Cultura e Spettacoli

Una battaglia legale che ci tocca da vicino

di Todd Haynes con Mark Ruffalo, Anne Hathaway, Tim Robbins, Bill Camp

Più ti cali nella vicenda raccontata da Todd Haynes e più ti sembra di guardare le immagini di qualcosa di già visto. In realtà, è l'ennesimo caso giudiziario di Davide contro Golia che, purtroppo, ormai non sorprende ed indigna più, anche se, in questo caso, la storia non è così lontana dal nostro vissuto quotidiano e potrebbe aver toccato ognuno di noi. Tutto nasce da un articolo, scritto, nel 2016, da Nathaniel Rich, dal titolo «The Lawyer Who Became DuPont's Worst Nightmare», pubblicato sul New York Times Magazine, pezzo che ripercorreva le gesta coraggiose di un avvocato, Rob Bilott (Mark Ruffalo, perfettamente a suo agio nella parte) che, mettendo a repentaglio la sua carriera, si fece paladino ambientale, contro un colosso come quello chimico della DuPont.

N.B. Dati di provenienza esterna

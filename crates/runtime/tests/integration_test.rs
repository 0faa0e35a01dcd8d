use battle_core::{
    ActionKind, BattleConfig, Boss, MatchState, RejectionKind, Roster, ScriptedPolicy, Side,
    TurnPhase, UnitId,
};
use battle_runtime::{BattleEvent, PacingConfig, Runtime, RuntimeConfig, RuntimeError};
use tokio::sync::broadcast;

fn instant_config() -> RuntimeConfig {
    RuntimeConfig {
        pacing: PacingConfig::instant(),
        ..RuntimeConfig::default()
    }
}

fn scripted_runtime(state: Option<MatchState>) -> Runtime {
    let builder = Runtime::builder()
        .config(instant_config())
        .policy(ScriptedPolicy::always_attack());
    match state {
        Some(state) => builder.initial_state(state).build(),
        None => builder.build(),
    }
}

async fn next_event(events: &mut broadcast::Receiver<BattleEvent>) -> BattleEvent {
    events.recv().await.expect("event stream open")
}

/// One full Player -> Enemy -> Boss cycle driven through the worker.
#[tokio::test]
async fn player_action_runs_automated_phases_until_player_turn() {
    let runtime = scripted_runtime(None);
    let handle = runtime.handle();
    let mut events = runtime.subscribe_events();

    let outcome = handle
        .submit_player_action(UnitId(1), Some(UnitId(12)), ActionKind::Attack)
        .await
        .expect("red attacks enemy yellow");
    assert_eq!(outcome.actor, UnitId(1));
    assert_eq!(outcome.phase, TurnPhase::Player);

    assert_eq!(next_event(&mut events).await, BattleEvent::ActionResolved(outcome));
    assert_eq!(
        next_event(&mut events).await,
        BattleEvent::PhaseChanged {
            phase: TurnPhase::Enemy,
            turn: 1
        }
    );

    let mut enemy_actors = Vec::new();
    for _ in 0..3 {
        match next_event(&mut events).await {
            BattleEvent::ActionResolved(outcome) => enemy_actors.push(outcome.actor),
            other => panic!("expected an enemy action, got {other:?}"),
        }
    }
    assert_eq!(enemy_actors, vec![UnitId(10), UnitId(11), UnitId(12)]);

    // The boss stays dormant while the enemy roster stands.
    assert_eq!(
        next_event(&mut events).await,
        BattleEvent::PhaseChanged {
            phase: TurnPhase::Boss,
            turn: 1
        }
    );
    assert_eq!(
        next_event(&mut events).await,
        BattleEvent::PhaseChanged {
            phase: TurnPhase::Player,
            turn: 2
        }
    );

    let state = handle.query_state().await.expect("state query");
    assert_eq!(state.phase(), TurnPhase::Player);
    assert_eq!(state.turn_number(), 2);
    assert_eq!(state.enemy().get(UnitId(12)).map(|unit| unit.hp()), Some(50));
    // Every enemy targeted Yellow, the weakest player unit: 80 - 30 - 5 - 10.
    assert_eq!(state.player().get(UnitId(3)).map(|unit| unit.hp()), Some(35));

    drop(handle);
    runtime.shutdown().await.expect("clean shutdown");
}

#[tokio::test]
async fn rejected_intent_leaves_state_untouched() {
    let runtime = scripted_runtime(None);
    let handle = runtime.handle();
    let mut events = runtime.subscribe_events();
    let before = handle.query_state().await.expect("state query");

    let err = handle
        .submit_player_action(UnitId(1), Some(UnitId::BOSS), ActionKind::Attack)
        .await
        .expect_err("boss is shielded by its roster");
    assert!(matches!(err, RuntimeError::Rejected(_)));
    assert_eq!(
        err.rejection().map(|rejection| rejection.kind()),
        Some(RejectionKind::IllegalTarget)
    );
    assert_eq!(
        next_event(&mut events).await,
        BattleEvent::Rejected {
            kind: RejectionKind::IllegalTarget
        }
    );

    let after = handle.query_state().await.expect("state query");
    assert_eq!(before, after);

    drop(handle);
    runtime.shutdown().await.expect("clean shutdown");
}

#[tokio::test]
async fn match_can_be_won_and_then_refuses_actions() {
    let weak = |roster: Roster| {
        Roster::from_units(roster.side(), roster.iter().map(|unit| unit.clone().with_hp(1)))
    };
    let state = MatchState::with_units(
        BattleConfig::default(),
        Roster::player(),
        weak(Roster::enemy()),
        Boss::new().with_hp(1),
    );
    let runtime = scripted_runtime(Some(state));
    let handle = runtime.handle();
    let mut events = runtime.subscribe_events();

    // Rage Burst clears the one-hp roster; the boss answers on its own phase.
    handle
        .submit_player_action(UnitId(1), None, ActionKind::Special)
        .await
        .expect("rage burst");
    let state = handle.query_state().await.expect("state query");
    assert!(state.enemy().all_dead());
    assert_eq!(state.phase(), TurnPhase::Player);
    assert_eq!(state.turn_number(), 2);

    handle
        .submit_player_action(UnitId(2), None, ActionKind::Attack)
        .await
        .expect("blue finishes the boss");

    // The worker replies before publishing follow-up events; the query is
    // queued behind them.
    let state = handle.query_state().await.expect("state query");
    let mut ended = None;
    while let Ok(event) = events.try_recv() {
        if let BattleEvent::MatchEnded { victory, turn } = event {
            ended = Some((victory, turn));
        }
    }
    assert_eq!(ended, Some((true, 2)));
    assert!(state.is_over());
    assert!(state.is_victory());

    let err = handle
        .submit_player_action(UnitId(3), None, ActionKind::Attack)
        .await
        .expect_err("match is over");
    assert_eq!(
        err.rejection().map(|rejection| rejection.kind()),
        Some(RejectionKind::IllegalPhase)
    );
    assert_eq!(handle.query_state().await.expect("state query"), state);

    drop(handle);
    runtime.shutdown().await.expect("clean shutdown");
}

#[tokio::test]
async fn restart_replaces_the_match() {
    let config = RuntimeConfig {
        battle: BattleConfig::with_seed(7),
        ..instant_config()
    };
    let runtime = Runtime::builder()
        .config(config)
        .policy(ScriptedPolicy::always_special())
        .build();
    let handle = runtime.handle();
    let mut events = runtime.subscribe_events();

    handle
        .submit_player_action(UnitId(3), Some(UnitId(11)), ActionKind::Special)
        .await
        .expect("lightning dash");
    handle.restart().await.expect("restart");

    let mut saw_restart = false;
    while let Ok(event) = events.try_recv() {
        saw_restart |= event == BattleEvent::Restarted;
    }
    assert!(saw_restart);

    let state = handle.query_state().await.expect("state query");
    assert_eq!(state, MatchState::new(BattleConfig::with_seed(7)));
    assert!(state.player().iter().all(|unit| unit.side() == Side::Player));

    drop(handle);
    runtime.shutdown().await.expect("clean shutdown");
}

#[tokio::test]
async fn events_round_trip_through_json() {
    let runtime = scripted_runtime(None);
    let handle = runtime.handle();
    let mut events = runtime.subscribe_events();

    handle
        .submit_player_action(UnitId(2), None, ActionKind::Special)
        .await
        .expect("empathy shield needs no target");
    let event = next_event(&mut events).await;

    let json = serde_json::to_string(&event).expect("serialize event");
    let decoded: BattleEvent = serde_json::from_str(&json).expect("deserialize event");
    assert_eq!(decoded, event);

    drop(handle);
    runtime.shutdown().await.expect("clean shutdown");
}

Infatti, il legale, appena promosso socio in uno studio di Cincinnati (che difendeva le grandi industrie), venne avvicinato, nel 1998, da Wilbur Tennant (il bravissimo Bill Camp), un allevatore di Parkersburg, West Virginia, presentatosi nel suo ufficio con due scatoloni di videocassette che testimoniavano la morte delle sue mucche, dovute all'inquinamento delle acque, per gli sversamenti, nel lago, della fabbrica chimica. Sul banco dei colpevoli finì l'acido C8, ingrediente del Teflon tenuto nascosto per i suoi reali pericoli per la salute dell'uomo, tra i rivestimenti più comuni di molte pentole antiaderenti, giusto per capire quante milioni di famiglie ne vennero a contatto. Bilott prima sbuffò, poi, rendendosi conto della portata di quell'inquinamento, iniziò una battaglia durata anni, finendo per ammalarsi e trascurando la propria famiglia. Come è finita, e con quanti morti, lo scoprirete al cinema. Un film che si inserisce, perfettamente, nel filone di pellicole come Tutti gli uomini del presidente o Erin Brockovich, che Haynes gira con un incipit horror, per calare lo spettatore in una vicenda torbida, assecondando i canoni del dramma legale, lavorando più di suggestione nelle vicende famigliari dei vari protagonisti.

Si esce dal cinema, senza proferire parola, vogliosi di correre a casa a controllare le proprie padelle.